[Exercise aim]
Find how many lines in the material below hold the word "username". Reply with that figure alone.
***
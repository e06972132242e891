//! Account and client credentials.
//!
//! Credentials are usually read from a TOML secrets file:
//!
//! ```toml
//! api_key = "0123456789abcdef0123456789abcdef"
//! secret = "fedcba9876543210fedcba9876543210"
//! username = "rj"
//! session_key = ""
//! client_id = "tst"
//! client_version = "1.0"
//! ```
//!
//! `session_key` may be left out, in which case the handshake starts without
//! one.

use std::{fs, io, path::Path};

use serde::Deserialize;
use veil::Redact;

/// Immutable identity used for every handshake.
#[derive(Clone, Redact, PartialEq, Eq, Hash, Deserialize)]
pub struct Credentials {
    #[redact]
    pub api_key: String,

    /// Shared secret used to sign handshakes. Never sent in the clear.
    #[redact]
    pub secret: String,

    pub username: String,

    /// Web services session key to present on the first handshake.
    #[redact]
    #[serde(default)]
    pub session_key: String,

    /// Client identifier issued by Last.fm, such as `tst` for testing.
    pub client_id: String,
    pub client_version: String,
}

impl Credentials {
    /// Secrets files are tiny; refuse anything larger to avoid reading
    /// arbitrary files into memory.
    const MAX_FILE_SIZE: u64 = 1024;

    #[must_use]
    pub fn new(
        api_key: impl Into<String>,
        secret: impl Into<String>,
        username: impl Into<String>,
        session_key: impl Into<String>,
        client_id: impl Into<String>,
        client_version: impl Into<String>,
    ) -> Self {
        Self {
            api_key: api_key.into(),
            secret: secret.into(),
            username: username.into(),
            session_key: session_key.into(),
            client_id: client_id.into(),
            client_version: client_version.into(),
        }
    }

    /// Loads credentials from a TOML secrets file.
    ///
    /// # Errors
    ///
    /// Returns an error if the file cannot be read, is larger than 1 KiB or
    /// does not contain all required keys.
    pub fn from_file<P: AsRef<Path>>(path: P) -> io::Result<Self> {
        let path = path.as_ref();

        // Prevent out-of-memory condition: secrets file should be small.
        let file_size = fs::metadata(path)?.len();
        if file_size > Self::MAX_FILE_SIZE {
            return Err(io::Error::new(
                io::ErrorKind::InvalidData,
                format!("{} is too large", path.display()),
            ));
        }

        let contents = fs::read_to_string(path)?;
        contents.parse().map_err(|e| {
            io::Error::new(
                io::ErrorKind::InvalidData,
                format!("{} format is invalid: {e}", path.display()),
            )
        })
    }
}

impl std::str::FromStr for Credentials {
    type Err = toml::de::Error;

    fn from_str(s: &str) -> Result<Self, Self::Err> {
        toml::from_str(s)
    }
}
***
[Written answer]
4